The company, over a period of three decades ending in 1954, produced radioactive waste as a byproduct of retrieval of rare earth materials through processing of monazite sand. For many years the waste was deposited into the sewer system or the Wolff-Alport property, the EPA said in July in announcing a $39.4 million remediation plan for the site.
In a proposed settlement with New York City, the EPA said it has taken a number of measures to address the release or potential release of hazardous materials at or from the site, including a removal site assessment, radon surveying and sampling, a pilot study on shielding, and placement of concrete and concrete-lead shielding within some buildings at the site and alongside the sidewalk on one nearby street.

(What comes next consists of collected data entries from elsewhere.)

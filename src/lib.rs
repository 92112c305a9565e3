pub mod config;
pub mod core;
pub mod domain;
pub mod utils;

#[cfg(feature = "cli")]
pub use crate::config::{cli::LocalStorage, CliConfig};

pub use crate::core::{etl::PipelineEngine, pipeline::VaccinePipeline};
pub use crate::domain::model::{VaccineCount, VaccineRecord};
pub use crate::utils::error::{PipelineError, Result};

The public has until Oct. 2 to comment on the proposed settlement. “EPA will consider all comments received and may modify or withdraw its consent to the settlement if the comments received disclose facts or considerations that indicate that the proposed settlement is inappropriate, improper, or inadequate,” according to an Aug. 31 notice in the Federal Register.
The agreement would take effect would take effect immediately upon written notice from the EPA that the public comment period has ended and that the agency does not intend to withdraw from or revise the deal.
The U.S. Defense Department announced on Sept. 1 that it had awarded a $49.5 million contract to Reston, Va.-based Leidos for hazardous toxic radioactive waste investigation services for the U.S. Army Corps of Engineers Formerly Utilized Sites Remedial Action Program.
Further details of the services to be provided under the cost-plus-fixed-fee deal were not immediately available.
Under FUSRAP, the Army Corps of Engineers oversees cleanup of facilities contaminated by nuclear weapons and civilian energy programs managed by the Manhattan Engineer District and Atomic Energy Commission from the 1940s to the 1960s.
There were two bids in total for this contract, according to the Pentagon notice. “Work locations and funding will be determined with each order, with an estimated completion date of Feb. 28, 2023.”
The contract is under the aegis of the Army Corps in St. Louis. The St. Louis District encompasses several FUSRAP sites, including the St. Louis Airport Project Site and Madison Site in Illinois.